EXERCISE: What is needed here is an exact repetition of the records below, beginning at the line that has "use std::time::Duration;" and stopping after the line that has "let me = trustee.public().to_hex();".

(Dataset entries)

□ □ □ □ □

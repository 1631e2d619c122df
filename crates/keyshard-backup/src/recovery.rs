//! Recovery: trustees open their shard messages; the owner joins the shards.

use keyshard_core::{BackupMetadata, EncryptedShard, KeyshardError, KeyshardResult, ShardConfig};
use keyshard_crypto::{decrypt_from, join, open_shard, KdfParams, Keypair, Secret};
use keyshard_transport::{SignedMessage, Transport, SHARD_KIND};
use secrecy::SecretString;
use std::time::Duration;
use tracing::{debug, info, warn};

/// Reconstruct the secret from passphrase-encrypted shards.
///
/// All shards must agree on `threshold` and `totalShards`, and at least
/// `threshold` must be supplied; both are checked before any key derivation.
/// Only the first `threshold` shards in the order given are opened.
pub fn recover_secret(
    shards: &[EncryptedShard],
    passphrase: &SecretString,
    params: &KdfParams,
) -> KeyshardResult<Secret> {
    let Some(first) = shards.first() else {
        return Err(KeyshardError::InsufficientShards {
            required: usize::from(keyshard_core::types::MIN_THRESHOLD),
            provided: 0,
        });
    };

    if let Some(odd) = shards
        .iter()
        .find(|s| s.threshold != first.threshold || s.total_shards != first.total_shards)
    {
        return Err(KeyshardError::InconsistentShards(format!(
            "shard {} is {}-of-{} but shard {} is {}-of-{}",
            first.index, first.threshold, first.total_shards, odd.index, odd.threshold, odd.total_shards
        )));
    }

    let config = ShardConfig::new(first.threshold, first.total_shards)?;
    let threshold = usize::from(config.threshold());
    if shards.len() < threshold {
        return Err(KeyshardError::InsufficientShards {
            required: threshold,
            provided: shards.len(),
        });
    }

    let raw = shards[..threshold]
        .iter()
        .map(|s| open_shard(s, passphrase, params))
        .collect::<KeyshardResult<Vec<_>>>()?;
    let secret = join(&raw, config.threshold())?;
    info!(
        threshold = config.threshold(),
        supplied = shards.len(),
        "secret recovered"
    );
    Ok(secret)
}

/// Verify and decrypt one shard message addressed to `trustee`.
pub fn open_shard_message(
    trustee: &Keypair,
    message: &SignedMessage,
) -> KeyshardResult<EncryptedShard> {
    if message.kind != SHARD_KIND {
        return Err(KeyshardError::InvalidPayload(format!(
            "message {} has kind {}, not a shard",
            message.id, message.kind
        )));
    }
    message.verify()?;

    let me = trustee.public().to_hex();
    if message.tag_value("p") != Some(me.as_str()) {
        return Err(KeyshardError::InvalidPayload(format!(
            "message {} is not addressed to this trustee",
            message.id
        )));
    }

    let sender = message.author()?;
    let plaintext = decrypt_from(trustee, &sender, &message.content)?;
    let json = std::str::from_utf8(&plaintext)
        .map_err(|e| KeyshardError::InvalidPayload(format!("shard is not UTF-8: {e}")))?;
    EncryptedShard::from_json(json)
}

/// Fetch and open every shard in `metadata` for which a trustee key is held.
///
/// Shards that cannot be fetched or opened are skipped with a warning; the
/// result is in manifest order and may be shorter than the threshold.
pub async fn collect_shards(
    transport: &dyn Transport,
    metadata: &BackupMetadata,
    trustees: &[Keypair],
    fetch_timeout: Duration,
) -> KeyshardResult<Vec<EncryptedShard>> {
    let mut collected = Vec::new();
    for event in &metadata.shard_events {
        let Some(trustee) = trustees
            .iter()
            .find(|t| t.public().to_hex() == event.recipient_pubkey)
        else {
            debug!(shard_index = event.shard_index, "no key for trustee, skipping");
            continue;
        };

        let ids = [event.event_id.clone()];
        let fetched = match tokio::time::timeout(
            fetch_timeout,
            transport.fetch_by_ids(&ids, &event.relays),
        )
        .await
        {
            Ok(Ok(found)) => found,
            Ok(Err(e)) => {
                warn!(shard_index = event.shard_index, "shard fetch failed: {e:#}");
                continue;
            }
            Err(_) => {
                warn!(shard_index = event.shard_index, "shard fetch timed out");
                continue;
            }
        };

        let Some(message) = fetched.iter().find(|m| m.id == event.event_id) else {
            warn!(shard_index = event.shard_index, event_id = %event.event_id, "shard message not found");
            continue;
        };
        match open_shard_message(trustee, message) {
            Ok(shard) if shard.index == event.shard_index => collected.push(shard),
            Ok(shard) => warn!(
                expected = event.shard_index,
                found = shard.index,
                "shard index does not match manifest"
            ),
            Err(e) => warn!(shard_index = event.shard_index, error = %e, "could not open shard"),
        }
    }
    Ok(collected)
}

#[cfg(test)]
mod tests {
    use super::*;
    use keyshard_crypto::{encrypt_to, seal_shard, split_with};
    use keyshard_transport::recipient_tag;

    const PASSPHRASE: &str = "Tr0ub4dor&3xtra!";

    fn fast() -> KdfParams {
        KdfParams { iterations: 1_000 }
    }

    fn sealed(secret: &[u8], threshold: u8, total: u8) -> Vec<EncryptedShard> {
        let config = ShardConfig::new(threshold, total).unwrap();
        let passphrase = SecretString::from(PASSPHRASE);
        split_with(secret, &config)
            .unwrap()
            .iter()
            .map(|raw| seal_shard(raw, &config, &passphrase, &fast()).unwrap())
            .collect()
    }

    #[test]
    fn test_recover_with_any_threshold_subset() {
        let secret = [0x5Au8; 32];
        let shards = sealed(&secret, 3, 5);
        let passphrase = SecretString::from(PASSPHRASE);

        let subset = vec![shards[4].clone(), shards[0].clone(), shards[2].clone()];
        let recovered = recover_secret(&subset, &passphrase, &fast()).unwrap();
        assert_eq!(recovered.as_bytes(), &secret);
    }

    #[test]
    fn test_insufficient_before_kdf() {
        let shards = sealed(&[1u8; 16], 2, 3);
        // Wrong passphrase proves no decryption was attempted.
        let wrong = SecretString::from("wrong");
        let err = recover_secret(&shards[..1], &wrong, &fast()).unwrap_err();
        assert!(matches!(
            err,
            KeyshardError::InsufficientShards {
                required: 2,
                provided: 1
            }
        ));
        assert!(err.to_string().contains("need 1 more shard"));

        assert!(matches!(
            recover_secret(&[], &wrong, &fast()),
            Err(KeyshardError::InsufficientShards { provided: 0, .. })
        ));
    }

    #[test]
    fn test_inconsistent_shards_before_kdf() {
        let mut shards = sealed(&[1u8; 16], 2, 3);
        shards.extend(sealed(&[1u8; 16], 3, 5));
        let wrong = SecretString::from("wrong");
        assert!(matches!(
            recover_secret(&shards, &wrong, &fast()),
            Err(KeyshardError::InconsistentShards(_))
        ));
    }

    #[test]
    fn test_wrong_passphrase() {
        let shards = sealed(&[1u8; 16], 2, 3);
        let wrong = SecretString::from("Wr0ng-passphrase!");
        assert!(matches!(
            recover_secret(&shards, &wrong, &fast()),
            Err(KeyshardError::DecryptionFailed)
        ));
    }

    fn shard_message(sender: &Keypair, trustee: &Keypair, shard: &EncryptedShard) -> SignedMessage {
        let recipient = trustee.public();
        let content = encrypt_to(sender, &recipient, shard.to_json().unwrap().as_bytes()).unwrap();
        SignedMessage::sign(
            sender,
            SHARD_KIND,
            100,
            vec![recipient_tag(&recipient.to_hex())],
            content,
        )
        .unwrap()
    }

    #[test]
    fn test_open_shard_message() {
        let shard = sealed(&[3u8; 8], 2, 3).remove(1);
        let sender = Keypair::try_generate().unwrap();
        let trustee = Keypair::try_generate().unwrap();
        let message = shard_message(&sender, &trustee, &shard);

        assert_eq!(open_shard_message(&trustee, &message).unwrap(), shard);

        let stranger = Keypair::try_generate().unwrap();
        assert!(matches!(
            open_shard_message(&stranger, &message),
            Err(KeyshardError::InvalidPayload(_))
        ));

        let mut tampered = message.clone();
        tampered.created_at += 1;
        assert!(open_shard_message(&trustee, &tampered).is_err());
    }
}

□ □ □ □ □

COMPLETED EXERCISE:
use std::time::Duration;
use tracing::{debug, info, warn};

/// Reconstruct the secret from passphrase-encrypted shards.
///
/// All shards must agree on `threshold` and `totalShards`, and at least
/// `threshold` must be supplied; both are checked before any key derivation.
/// Only the first `threshold` shards in the order given are opened.
pub fn recover_secret(
    shards: &[EncryptedShard],
    passphrase: &SecretString,
    params: &KdfParams,
) -> KeyshardResult<Secret> {
    let Some(first) = shards.first() else {
        return Err(KeyshardError::InsufficientShards {
            required: usize::from(keyshard_core::types::MIN_THRESHOLD),
            provided: 0,
        });
    };

    if let Some(odd) = shards
        .iter()
        .find(|s| s.threshold != first.threshold || s.total_shards != first.total_shards)
    {
        return Err(KeyshardError::InconsistentShards(format!(
            "shard {} is {}-of-{} but shard {} is {}-of-{}",
            first.index, first.threshold, first.total_shards, odd.index, odd.threshold, odd.total_shards
        )));
    }

    let config = ShardConfig::new(first.threshold, first.total_shards)?;
    let threshold = usize::from(config.threshold());
    if shards.len() < threshold {
        return Err(KeyshardError::InsufficientShards {
            required: threshold,
            provided: shards.len(),
        });
    }

    let raw = shards[..threshold]
        .iter()
        .map(|s| open_shard(s, passphrase, params))
        .collect::<KeyshardResult<Vec<_>>>()?;
    let secret = join(&raw, config.threshold())?;
    info!(
        threshold = config.threshold(),
        supplied = shards.len(),
        "secret recovered"
    );
    Ok(secret)
}

/// Verify and decrypt one shard message addressed to `trustee`.
pub fn open_shard_message(
    trustee: &Keypair,
    message: &SignedMessage,
) -> KeyshardResult<EncryptedShard> {
    if message.kind != SHARD_KIND {
        return Err(KeyshardError::InvalidPayload(format!(
            "message {} has kind {}, not a shard",
            message.id, message.kind
        )));
    }
    message.verify()?;

    let me = trustee.public().to_hex();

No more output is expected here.